■ **GOAL OF THE EXERCISE**
In the data that follows, find the line with "temp_file.write_all(contents)?;"; transcribe it, every later line up to the one with "pub fn load_from_path(config_path: &Path)", and that line as well, exactly and with no others.

——————

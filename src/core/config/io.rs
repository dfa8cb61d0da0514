use crate::core::config::data::{path_display, GlobalSettings};
use directories::ProjectDirs;
use std::error::Error as StdError;
use std::fmt;
use std::fs;
use std::io::Write;
use std::path::{Path, PathBuf};
use tempfile::NamedTempFile;

/// Errors that can occur when loading or saving settings.
#[derive(Debug)]
pub enum ConfigError {
    /// Failed to read the configuration file from disk.
    Read {
        /// Path to the configuration file that could not be read.
        path: PathBuf,
        /// The underlying I/O error.
        source: std::io::Error,
    },

    /// Failed to parse the configuration file as valid TOML.
    Parse {
        /// Path to the configuration file with invalid TOML.
        path: PathBuf,
        /// The TOML deserialization error.
        source: toml::de::Error,
    },

    /// Failed to serialize settings before writing them.
    Serialize(toml::ser::Error),

    /// Failed to write the configuration file.
    Write {
        path: PathBuf,
        source: std::io::Error,
    },

    /// The platform offers no home/config directory.
    NoConfigDir,
}

impl fmt::Display for ConfigError {
    fn fmt(&self, f: &mut fmt::Formatter<'_>) -> fmt::Result {
        match self {
            ConfigError::Read { path, source } => {
                write!(f, "Failed to read config at {}: {}", path_display(path), source)
            }
            ConfigError::Parse { path, source } => {
                write!(f, "Failed to parse config at {}: {}", path_display(path), source)
            }
            ConfigError::Serialize(source) => write!(f, "Failed to serialize config: {source}"),
            ConfigError::Write { path, source } => {
                write!(f, "Failed to write {}: {}", path_display(path), source)
            }
            ConfigError::NoConfigDir => write!(f, "Failed to determine config directory"),
        }
    }
}

impl StdError for ConfigError {
    fn source(&self) -> Option<&(dyn StdError + 'static)> {
        match self {
            ConfigError::Read { source, .. } => Some(source),
            ConfigError::Parse { source, .. } => Some(source),
            ConfigError::Serialize(source) => Some(source),
            ConfigError::Write { source, .. } => Some(source),
            ConfigError::NoConfigDir => None,
        }
    }
}

pub(crate) fn project_dirs() -> Result<ProjectDirs, ConfigError> {
    ProjectDirs::from("ai", "mycelial", "mycelial").ok_or(ConfigError::NoConfigDir)
}

/// Write `contents` to `path` through a temp file in the same directory so a
/// crash never leaves a half-written file behind.
pub(crate) fn write_atomically(path: &Path, contents: &[u8]) -> Result<(), std::io::Error> {
    let parent = path.parent().filter(|dir| !dir.as_os_str().is_empty());

    if let Some(dir) = parent {
        fs::create_dir_all(dir)?;
    }

    let mut temp_file = match parent {
        Some(dir) => NamedTempFile::new_in(dir)?,
        None => NamedTempFile::new()?,
    };

    temp_file.write_all(contents)?;
    temp_file.as_file_mut().sync_all()?;
    temp_file.persist(path).map_err(|err| err.error)?;
    Ok(())
}

impl GlobalSettings {
    /// Missing files yield defaults with the built-in personas seeded.
    pub fn load_from_path(config_path: &Path) -> Result<GlobalSettings, ConfigError> {
        let mut settings = if config_path.exists() {
            let contents = fs::read_to_string(config_path).map_err(|source| ConfigError::Read {
                path: config_path.to_path_buf(),
                source,
            })?;
            toml::from_str(&contents).map_err(|source| ConfigError::Parse {
                path: config_path.to_path_buf(),
                source,
            })?
        } else {
            GlobalSettings::default()
        };
        settings.seed_builtin_personas();
        Ok(settings)
    }

    pub fn save_to_path(&self, config_path: &Path) -> Result<(), ConfigError> {
        let contents = toml::to_string_pretty(self).map_err(ConfigError::Serialize)?;
        write_atomically(config_path, contents.as_bytes()).map_err(|source| ConfigError::Write {
            path: config_path.to_path_buf(),
            source,
        })
    }

    pub fn default_path() -> Result<PathBuf, ConfigError> {
        Ok(project_dirs()?.config_dir().join("config.toml"))
    }

    pub fn load() -> Result<GlobalSettings, ConfigError> {
        Self::load_from_path(&Self::default_path()?)
    }

    pub fn save(&self) -> Result<(), ConfigError> {
        self.save_to_path(&Self::default_path()?)
    }
}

——————

■ **THE COMPLETED TASK**
    temp_file.write_all(contents)?;
    temp_file.as_file_mut().sync_all()?;
    temp_file.persist(path).map_err(|err| err.error)?;
    Ok(())
}

impl GlobalSettings {
    /// Missing files yield defaults with the built-in personas seeded.
    pub fn load_from_path(config_path: &Path) -> Result<GlobalSettings, ConfigError> {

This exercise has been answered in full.